◆ GOAL OF THE EXERCISE
Wherever "what" turns up in the entries, copy out the line that holds it.

Saved entries:
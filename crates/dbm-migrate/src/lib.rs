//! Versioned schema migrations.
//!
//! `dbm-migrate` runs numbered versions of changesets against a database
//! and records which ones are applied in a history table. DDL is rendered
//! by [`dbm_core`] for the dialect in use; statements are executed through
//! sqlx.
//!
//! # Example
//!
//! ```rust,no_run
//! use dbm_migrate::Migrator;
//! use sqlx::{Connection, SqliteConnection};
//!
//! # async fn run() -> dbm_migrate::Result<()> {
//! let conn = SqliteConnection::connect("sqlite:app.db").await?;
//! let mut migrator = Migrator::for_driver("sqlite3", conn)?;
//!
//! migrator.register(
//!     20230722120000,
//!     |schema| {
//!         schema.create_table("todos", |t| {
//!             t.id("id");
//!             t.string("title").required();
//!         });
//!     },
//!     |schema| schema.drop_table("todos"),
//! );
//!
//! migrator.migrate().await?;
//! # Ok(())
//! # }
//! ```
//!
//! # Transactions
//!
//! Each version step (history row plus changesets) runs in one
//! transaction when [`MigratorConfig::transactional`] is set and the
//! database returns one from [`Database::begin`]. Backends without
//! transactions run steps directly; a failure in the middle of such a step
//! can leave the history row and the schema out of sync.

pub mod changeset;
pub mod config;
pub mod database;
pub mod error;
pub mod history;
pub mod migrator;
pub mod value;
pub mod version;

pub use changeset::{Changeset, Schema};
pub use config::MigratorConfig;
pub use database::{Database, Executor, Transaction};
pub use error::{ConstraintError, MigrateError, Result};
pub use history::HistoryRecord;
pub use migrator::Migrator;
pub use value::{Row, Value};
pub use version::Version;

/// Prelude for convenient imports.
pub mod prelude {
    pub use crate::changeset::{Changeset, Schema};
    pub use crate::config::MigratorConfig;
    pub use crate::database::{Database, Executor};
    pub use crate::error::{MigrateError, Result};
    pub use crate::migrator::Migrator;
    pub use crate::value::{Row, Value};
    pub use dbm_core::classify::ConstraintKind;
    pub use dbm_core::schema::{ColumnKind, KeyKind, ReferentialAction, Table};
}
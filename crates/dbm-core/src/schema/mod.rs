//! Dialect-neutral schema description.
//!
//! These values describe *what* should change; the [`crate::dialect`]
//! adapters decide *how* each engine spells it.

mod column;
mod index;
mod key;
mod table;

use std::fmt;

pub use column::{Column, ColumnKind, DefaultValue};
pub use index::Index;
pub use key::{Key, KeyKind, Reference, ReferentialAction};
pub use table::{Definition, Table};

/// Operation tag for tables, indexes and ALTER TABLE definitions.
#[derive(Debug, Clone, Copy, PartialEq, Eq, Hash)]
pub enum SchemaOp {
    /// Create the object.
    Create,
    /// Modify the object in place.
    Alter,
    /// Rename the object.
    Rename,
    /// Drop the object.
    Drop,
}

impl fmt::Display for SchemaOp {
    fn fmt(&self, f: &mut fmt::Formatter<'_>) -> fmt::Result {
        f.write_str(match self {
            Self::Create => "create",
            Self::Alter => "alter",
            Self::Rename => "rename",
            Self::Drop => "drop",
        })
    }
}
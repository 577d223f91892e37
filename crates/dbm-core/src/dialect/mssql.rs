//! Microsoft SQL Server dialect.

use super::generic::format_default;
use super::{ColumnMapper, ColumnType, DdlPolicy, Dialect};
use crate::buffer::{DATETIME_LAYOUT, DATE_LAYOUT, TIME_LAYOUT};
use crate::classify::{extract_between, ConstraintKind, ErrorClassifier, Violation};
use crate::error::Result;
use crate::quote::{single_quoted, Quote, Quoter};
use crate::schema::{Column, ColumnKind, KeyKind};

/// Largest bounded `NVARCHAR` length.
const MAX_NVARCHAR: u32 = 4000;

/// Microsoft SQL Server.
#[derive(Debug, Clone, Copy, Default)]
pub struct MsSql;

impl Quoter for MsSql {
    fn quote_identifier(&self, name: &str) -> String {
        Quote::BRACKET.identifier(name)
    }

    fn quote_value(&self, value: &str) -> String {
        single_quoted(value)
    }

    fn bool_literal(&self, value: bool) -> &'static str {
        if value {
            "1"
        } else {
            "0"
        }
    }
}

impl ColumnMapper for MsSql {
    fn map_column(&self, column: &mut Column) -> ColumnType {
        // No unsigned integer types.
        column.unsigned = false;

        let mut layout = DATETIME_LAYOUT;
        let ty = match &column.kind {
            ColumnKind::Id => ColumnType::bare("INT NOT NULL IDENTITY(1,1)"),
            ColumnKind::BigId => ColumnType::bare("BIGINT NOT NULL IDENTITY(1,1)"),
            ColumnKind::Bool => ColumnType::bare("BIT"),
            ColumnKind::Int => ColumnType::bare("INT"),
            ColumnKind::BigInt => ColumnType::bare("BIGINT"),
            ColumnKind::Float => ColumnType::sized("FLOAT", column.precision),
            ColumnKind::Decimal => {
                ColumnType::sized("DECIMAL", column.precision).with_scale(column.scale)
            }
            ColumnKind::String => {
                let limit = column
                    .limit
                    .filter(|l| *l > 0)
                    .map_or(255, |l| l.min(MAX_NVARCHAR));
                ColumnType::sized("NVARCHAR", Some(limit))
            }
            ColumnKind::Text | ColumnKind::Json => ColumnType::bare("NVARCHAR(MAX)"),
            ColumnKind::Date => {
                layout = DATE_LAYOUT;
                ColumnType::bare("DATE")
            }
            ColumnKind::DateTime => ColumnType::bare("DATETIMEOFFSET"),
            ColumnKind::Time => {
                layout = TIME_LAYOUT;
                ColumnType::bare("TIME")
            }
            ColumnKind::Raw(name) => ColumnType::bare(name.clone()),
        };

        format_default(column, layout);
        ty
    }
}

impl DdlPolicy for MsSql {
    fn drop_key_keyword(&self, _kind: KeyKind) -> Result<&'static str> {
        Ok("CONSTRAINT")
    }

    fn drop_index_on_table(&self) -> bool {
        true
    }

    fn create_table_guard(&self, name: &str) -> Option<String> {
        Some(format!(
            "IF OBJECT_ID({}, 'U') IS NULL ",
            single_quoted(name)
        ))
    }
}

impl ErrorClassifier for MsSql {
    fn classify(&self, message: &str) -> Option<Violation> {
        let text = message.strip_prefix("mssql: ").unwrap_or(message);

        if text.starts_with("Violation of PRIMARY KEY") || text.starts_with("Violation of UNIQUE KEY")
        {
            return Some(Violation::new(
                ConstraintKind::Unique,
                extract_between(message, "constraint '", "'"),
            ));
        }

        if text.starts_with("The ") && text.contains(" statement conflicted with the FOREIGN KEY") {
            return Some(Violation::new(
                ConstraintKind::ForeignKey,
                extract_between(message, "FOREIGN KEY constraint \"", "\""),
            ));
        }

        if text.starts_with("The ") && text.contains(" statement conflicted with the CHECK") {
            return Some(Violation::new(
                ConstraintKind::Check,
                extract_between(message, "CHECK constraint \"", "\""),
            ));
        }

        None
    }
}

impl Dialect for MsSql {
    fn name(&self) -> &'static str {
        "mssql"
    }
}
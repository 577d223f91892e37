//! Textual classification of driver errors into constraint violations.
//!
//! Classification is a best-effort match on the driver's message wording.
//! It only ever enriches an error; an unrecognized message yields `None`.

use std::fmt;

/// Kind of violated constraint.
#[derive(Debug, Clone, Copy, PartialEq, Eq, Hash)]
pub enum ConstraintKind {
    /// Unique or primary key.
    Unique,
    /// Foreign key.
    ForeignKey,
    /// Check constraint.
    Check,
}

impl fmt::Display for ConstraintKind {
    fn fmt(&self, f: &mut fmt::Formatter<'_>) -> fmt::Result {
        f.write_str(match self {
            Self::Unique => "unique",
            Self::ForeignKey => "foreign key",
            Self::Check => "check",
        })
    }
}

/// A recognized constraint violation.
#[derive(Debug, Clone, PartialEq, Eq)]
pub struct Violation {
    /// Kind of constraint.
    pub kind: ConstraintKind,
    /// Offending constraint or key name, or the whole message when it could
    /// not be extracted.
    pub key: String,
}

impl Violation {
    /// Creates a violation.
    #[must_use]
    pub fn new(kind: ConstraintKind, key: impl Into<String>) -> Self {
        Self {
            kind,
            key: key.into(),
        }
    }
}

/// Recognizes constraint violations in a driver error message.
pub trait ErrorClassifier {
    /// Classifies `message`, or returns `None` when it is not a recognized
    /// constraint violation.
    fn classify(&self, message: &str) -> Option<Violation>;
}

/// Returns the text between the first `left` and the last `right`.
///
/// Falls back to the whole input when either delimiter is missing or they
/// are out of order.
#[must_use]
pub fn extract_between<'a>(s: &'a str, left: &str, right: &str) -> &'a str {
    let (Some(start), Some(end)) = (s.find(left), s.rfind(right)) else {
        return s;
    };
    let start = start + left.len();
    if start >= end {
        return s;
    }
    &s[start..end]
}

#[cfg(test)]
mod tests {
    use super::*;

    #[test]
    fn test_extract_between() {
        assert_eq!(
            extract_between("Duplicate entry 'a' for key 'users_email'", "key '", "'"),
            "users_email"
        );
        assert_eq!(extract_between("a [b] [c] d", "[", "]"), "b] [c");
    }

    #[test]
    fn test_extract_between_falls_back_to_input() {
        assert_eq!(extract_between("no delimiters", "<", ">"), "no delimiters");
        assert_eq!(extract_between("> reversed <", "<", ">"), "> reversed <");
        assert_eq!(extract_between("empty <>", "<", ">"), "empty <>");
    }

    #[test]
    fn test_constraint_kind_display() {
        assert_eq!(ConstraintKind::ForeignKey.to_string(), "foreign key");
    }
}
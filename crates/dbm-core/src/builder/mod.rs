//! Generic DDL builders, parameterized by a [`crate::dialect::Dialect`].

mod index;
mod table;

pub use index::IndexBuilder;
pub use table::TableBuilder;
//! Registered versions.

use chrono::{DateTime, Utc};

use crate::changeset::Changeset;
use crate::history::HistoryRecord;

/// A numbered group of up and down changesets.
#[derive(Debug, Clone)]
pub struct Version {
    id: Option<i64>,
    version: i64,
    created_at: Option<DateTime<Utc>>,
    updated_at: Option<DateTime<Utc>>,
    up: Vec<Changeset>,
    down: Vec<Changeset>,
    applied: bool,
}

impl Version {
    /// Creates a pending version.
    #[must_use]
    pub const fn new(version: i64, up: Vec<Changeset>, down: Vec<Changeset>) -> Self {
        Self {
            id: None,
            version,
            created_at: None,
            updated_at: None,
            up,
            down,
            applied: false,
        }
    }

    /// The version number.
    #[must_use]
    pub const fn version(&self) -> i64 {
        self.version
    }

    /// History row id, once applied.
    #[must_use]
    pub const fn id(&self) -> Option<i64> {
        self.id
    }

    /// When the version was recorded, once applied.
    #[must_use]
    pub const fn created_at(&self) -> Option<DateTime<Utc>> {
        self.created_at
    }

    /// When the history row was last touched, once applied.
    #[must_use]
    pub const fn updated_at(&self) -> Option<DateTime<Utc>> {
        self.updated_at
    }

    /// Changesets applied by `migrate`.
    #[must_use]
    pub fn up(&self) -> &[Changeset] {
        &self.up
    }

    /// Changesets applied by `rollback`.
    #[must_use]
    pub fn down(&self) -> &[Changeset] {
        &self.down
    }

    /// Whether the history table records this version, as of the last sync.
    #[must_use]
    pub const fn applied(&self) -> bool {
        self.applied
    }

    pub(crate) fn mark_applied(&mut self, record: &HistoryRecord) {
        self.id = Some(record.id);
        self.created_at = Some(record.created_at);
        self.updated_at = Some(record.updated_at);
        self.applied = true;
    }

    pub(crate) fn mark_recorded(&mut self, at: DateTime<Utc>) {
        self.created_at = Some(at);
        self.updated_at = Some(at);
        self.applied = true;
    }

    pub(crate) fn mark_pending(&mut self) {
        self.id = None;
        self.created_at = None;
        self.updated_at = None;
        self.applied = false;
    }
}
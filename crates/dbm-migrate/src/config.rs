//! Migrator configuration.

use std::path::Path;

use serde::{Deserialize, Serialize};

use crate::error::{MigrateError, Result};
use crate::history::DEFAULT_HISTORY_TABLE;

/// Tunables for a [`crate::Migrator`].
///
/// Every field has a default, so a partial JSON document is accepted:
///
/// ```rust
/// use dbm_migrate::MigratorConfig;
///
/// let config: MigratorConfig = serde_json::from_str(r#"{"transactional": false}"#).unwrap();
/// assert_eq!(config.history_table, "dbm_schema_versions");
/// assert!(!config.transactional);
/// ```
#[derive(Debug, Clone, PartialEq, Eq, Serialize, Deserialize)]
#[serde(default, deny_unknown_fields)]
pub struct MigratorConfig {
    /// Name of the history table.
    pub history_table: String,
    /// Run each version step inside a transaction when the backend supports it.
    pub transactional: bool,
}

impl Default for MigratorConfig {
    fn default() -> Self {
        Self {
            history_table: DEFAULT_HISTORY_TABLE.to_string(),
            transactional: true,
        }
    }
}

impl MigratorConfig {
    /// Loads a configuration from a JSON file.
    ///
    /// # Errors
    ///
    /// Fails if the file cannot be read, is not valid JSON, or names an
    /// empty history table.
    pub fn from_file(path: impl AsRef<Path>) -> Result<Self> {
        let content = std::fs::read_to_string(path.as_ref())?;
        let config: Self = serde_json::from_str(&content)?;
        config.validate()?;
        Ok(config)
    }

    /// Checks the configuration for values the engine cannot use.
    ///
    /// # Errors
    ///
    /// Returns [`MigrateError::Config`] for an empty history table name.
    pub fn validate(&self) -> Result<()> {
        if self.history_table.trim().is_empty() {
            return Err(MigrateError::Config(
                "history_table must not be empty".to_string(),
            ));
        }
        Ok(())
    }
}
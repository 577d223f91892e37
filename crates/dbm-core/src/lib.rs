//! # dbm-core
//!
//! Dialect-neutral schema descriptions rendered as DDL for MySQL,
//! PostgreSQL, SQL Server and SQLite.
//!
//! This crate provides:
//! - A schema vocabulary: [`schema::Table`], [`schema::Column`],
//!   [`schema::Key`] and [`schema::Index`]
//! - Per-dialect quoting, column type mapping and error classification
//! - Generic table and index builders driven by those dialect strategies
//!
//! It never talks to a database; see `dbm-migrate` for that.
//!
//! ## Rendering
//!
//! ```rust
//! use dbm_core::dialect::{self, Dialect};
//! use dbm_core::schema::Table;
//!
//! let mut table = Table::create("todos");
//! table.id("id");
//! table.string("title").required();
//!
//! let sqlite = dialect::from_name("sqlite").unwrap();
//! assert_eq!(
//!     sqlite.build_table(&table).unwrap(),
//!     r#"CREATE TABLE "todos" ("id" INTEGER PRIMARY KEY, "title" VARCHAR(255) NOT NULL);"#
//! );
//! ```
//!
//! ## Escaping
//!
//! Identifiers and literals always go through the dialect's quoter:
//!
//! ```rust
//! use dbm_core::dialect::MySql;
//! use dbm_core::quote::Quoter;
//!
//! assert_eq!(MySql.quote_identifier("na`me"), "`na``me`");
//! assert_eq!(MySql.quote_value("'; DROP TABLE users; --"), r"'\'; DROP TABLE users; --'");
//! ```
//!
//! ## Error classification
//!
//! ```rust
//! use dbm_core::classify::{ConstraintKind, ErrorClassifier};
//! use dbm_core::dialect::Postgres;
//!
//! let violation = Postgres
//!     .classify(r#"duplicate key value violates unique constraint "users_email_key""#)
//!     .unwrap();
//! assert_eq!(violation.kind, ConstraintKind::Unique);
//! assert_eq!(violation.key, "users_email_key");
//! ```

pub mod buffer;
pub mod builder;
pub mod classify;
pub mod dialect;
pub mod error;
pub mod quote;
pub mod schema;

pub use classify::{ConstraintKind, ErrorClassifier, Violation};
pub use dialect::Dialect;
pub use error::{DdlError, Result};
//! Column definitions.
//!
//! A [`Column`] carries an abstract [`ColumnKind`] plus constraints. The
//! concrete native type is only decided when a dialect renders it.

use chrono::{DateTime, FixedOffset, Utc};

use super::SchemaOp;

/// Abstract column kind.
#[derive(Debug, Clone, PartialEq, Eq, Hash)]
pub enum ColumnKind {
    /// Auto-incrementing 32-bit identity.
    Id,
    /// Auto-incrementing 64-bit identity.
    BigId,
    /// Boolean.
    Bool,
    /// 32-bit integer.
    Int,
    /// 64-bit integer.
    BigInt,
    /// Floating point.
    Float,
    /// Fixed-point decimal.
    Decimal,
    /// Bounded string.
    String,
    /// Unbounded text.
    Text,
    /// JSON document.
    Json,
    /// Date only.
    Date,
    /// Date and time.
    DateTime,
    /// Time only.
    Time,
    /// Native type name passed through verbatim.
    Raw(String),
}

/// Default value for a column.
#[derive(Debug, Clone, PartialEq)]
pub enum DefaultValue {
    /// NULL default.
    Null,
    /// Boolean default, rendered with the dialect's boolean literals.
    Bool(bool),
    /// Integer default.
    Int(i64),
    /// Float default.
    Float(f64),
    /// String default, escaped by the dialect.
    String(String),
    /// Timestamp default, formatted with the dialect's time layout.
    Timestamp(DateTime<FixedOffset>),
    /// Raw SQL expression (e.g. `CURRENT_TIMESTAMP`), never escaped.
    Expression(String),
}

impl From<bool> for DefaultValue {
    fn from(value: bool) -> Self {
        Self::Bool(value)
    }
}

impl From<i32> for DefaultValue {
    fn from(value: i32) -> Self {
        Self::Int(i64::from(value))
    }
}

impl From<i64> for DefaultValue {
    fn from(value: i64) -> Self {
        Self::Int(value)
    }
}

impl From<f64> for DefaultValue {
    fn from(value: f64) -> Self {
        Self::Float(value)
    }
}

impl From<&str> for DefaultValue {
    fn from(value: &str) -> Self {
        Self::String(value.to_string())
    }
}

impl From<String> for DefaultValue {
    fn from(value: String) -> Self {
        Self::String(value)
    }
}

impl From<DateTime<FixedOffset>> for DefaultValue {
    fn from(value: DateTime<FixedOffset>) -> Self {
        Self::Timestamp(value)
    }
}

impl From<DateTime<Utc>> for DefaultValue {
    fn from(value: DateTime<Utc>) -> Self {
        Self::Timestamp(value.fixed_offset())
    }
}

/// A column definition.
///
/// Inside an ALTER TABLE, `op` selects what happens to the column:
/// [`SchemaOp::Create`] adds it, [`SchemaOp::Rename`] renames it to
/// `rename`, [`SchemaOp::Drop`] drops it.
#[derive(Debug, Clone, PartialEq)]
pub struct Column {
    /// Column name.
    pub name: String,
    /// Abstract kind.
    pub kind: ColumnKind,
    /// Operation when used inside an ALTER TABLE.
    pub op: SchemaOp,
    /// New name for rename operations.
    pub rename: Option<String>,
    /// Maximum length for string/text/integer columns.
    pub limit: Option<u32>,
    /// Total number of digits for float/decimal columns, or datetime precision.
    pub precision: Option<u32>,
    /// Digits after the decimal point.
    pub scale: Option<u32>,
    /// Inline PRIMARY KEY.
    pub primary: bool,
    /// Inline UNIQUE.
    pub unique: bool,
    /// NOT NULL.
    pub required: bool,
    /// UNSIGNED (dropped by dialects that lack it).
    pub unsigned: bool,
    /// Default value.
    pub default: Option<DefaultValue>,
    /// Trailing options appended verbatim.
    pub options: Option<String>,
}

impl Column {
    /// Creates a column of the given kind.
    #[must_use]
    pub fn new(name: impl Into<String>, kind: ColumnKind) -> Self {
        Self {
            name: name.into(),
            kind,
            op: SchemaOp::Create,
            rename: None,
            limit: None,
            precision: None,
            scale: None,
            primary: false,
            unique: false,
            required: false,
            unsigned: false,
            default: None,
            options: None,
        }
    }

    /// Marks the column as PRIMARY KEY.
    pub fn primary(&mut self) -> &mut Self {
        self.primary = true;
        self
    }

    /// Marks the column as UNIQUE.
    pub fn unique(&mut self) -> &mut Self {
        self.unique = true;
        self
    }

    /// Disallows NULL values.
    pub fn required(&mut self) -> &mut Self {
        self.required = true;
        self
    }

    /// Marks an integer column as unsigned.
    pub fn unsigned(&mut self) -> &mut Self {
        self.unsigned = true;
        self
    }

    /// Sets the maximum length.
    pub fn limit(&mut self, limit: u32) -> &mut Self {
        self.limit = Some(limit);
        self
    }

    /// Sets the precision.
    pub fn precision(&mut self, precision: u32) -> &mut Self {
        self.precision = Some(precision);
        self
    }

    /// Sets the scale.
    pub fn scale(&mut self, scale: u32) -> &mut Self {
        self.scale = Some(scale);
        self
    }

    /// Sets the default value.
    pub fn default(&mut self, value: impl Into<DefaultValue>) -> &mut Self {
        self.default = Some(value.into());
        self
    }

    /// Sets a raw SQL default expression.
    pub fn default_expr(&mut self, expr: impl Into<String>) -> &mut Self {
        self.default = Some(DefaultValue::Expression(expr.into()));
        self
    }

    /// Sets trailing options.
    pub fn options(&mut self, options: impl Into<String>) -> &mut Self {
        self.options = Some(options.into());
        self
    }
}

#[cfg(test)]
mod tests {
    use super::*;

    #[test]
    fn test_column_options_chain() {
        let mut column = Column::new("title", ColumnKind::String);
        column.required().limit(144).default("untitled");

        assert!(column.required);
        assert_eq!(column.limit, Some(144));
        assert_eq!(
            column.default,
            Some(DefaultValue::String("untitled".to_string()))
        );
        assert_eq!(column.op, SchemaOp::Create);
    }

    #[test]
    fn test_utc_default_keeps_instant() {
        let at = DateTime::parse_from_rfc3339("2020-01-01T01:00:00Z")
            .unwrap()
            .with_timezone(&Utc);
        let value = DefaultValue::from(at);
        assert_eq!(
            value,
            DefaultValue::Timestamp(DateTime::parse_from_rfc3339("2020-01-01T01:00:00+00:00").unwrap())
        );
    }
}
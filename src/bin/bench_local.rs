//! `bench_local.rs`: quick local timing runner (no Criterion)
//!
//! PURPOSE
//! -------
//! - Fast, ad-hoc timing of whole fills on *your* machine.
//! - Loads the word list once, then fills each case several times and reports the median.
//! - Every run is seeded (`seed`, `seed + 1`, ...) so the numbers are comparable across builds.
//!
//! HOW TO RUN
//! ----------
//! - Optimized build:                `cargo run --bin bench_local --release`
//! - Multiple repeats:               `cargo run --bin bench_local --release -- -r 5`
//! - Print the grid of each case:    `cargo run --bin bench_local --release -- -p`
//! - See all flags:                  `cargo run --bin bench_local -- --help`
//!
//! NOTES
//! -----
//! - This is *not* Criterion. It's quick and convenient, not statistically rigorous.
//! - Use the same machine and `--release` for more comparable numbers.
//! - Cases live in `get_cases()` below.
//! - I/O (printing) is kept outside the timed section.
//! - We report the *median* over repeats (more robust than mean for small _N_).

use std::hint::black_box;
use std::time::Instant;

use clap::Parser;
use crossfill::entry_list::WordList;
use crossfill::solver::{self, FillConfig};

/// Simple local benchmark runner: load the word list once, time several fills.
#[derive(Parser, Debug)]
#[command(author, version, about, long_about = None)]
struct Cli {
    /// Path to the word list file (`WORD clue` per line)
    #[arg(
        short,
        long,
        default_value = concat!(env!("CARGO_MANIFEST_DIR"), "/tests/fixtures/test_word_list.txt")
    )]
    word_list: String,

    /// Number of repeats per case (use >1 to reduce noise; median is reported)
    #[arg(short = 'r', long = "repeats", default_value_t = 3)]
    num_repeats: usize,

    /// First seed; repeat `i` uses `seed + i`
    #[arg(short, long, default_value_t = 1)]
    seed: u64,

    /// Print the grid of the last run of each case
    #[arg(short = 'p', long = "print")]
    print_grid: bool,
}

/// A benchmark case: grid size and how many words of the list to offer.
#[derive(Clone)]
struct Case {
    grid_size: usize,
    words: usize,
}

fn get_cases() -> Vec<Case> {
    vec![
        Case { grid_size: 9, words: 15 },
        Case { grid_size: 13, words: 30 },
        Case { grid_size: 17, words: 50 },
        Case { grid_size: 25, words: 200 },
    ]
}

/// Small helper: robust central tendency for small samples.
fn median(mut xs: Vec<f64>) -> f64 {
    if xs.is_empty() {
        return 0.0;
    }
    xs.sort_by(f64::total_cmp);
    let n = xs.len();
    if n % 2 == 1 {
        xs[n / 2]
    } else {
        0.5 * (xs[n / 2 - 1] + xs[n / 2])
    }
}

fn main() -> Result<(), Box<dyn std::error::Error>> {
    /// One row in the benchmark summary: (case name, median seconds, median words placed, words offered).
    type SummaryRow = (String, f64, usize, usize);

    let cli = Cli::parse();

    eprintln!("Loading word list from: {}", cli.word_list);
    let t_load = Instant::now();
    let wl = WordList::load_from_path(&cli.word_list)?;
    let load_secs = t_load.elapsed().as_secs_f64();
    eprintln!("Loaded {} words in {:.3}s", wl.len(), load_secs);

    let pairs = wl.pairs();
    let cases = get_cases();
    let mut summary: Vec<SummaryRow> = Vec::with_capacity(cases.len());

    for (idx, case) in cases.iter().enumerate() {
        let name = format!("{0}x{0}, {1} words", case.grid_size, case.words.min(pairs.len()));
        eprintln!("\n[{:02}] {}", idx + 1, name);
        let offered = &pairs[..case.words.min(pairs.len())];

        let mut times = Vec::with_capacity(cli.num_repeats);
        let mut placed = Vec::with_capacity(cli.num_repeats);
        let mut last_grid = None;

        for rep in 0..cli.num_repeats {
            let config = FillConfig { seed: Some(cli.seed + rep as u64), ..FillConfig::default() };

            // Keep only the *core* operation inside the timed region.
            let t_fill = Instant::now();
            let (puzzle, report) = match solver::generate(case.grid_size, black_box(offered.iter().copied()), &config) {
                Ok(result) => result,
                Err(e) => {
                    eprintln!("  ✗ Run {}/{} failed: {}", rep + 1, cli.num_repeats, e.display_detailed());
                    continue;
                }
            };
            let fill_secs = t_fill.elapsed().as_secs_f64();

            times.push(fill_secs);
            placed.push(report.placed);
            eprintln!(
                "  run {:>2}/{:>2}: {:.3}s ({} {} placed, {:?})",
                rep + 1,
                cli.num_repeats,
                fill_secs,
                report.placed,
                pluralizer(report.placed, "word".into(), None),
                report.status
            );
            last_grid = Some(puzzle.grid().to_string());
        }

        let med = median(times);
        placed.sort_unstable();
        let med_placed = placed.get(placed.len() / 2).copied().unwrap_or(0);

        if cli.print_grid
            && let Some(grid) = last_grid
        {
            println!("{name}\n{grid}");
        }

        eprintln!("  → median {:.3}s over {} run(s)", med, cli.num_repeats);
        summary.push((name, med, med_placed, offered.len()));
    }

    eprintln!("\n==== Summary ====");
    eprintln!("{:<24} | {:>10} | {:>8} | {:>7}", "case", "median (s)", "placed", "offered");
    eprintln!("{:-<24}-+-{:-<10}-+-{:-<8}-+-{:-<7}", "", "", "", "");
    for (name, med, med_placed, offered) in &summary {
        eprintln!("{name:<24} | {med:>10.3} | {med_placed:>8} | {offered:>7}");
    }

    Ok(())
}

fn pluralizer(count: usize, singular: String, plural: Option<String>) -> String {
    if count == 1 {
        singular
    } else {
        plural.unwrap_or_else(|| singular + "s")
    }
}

◆ SOLUTION FOR THIS EXERCISE
//! These values describe *what* should change; the [`crate::dialect`]
/// Inside an ALTER TABLE, `op` selects what happens to the column:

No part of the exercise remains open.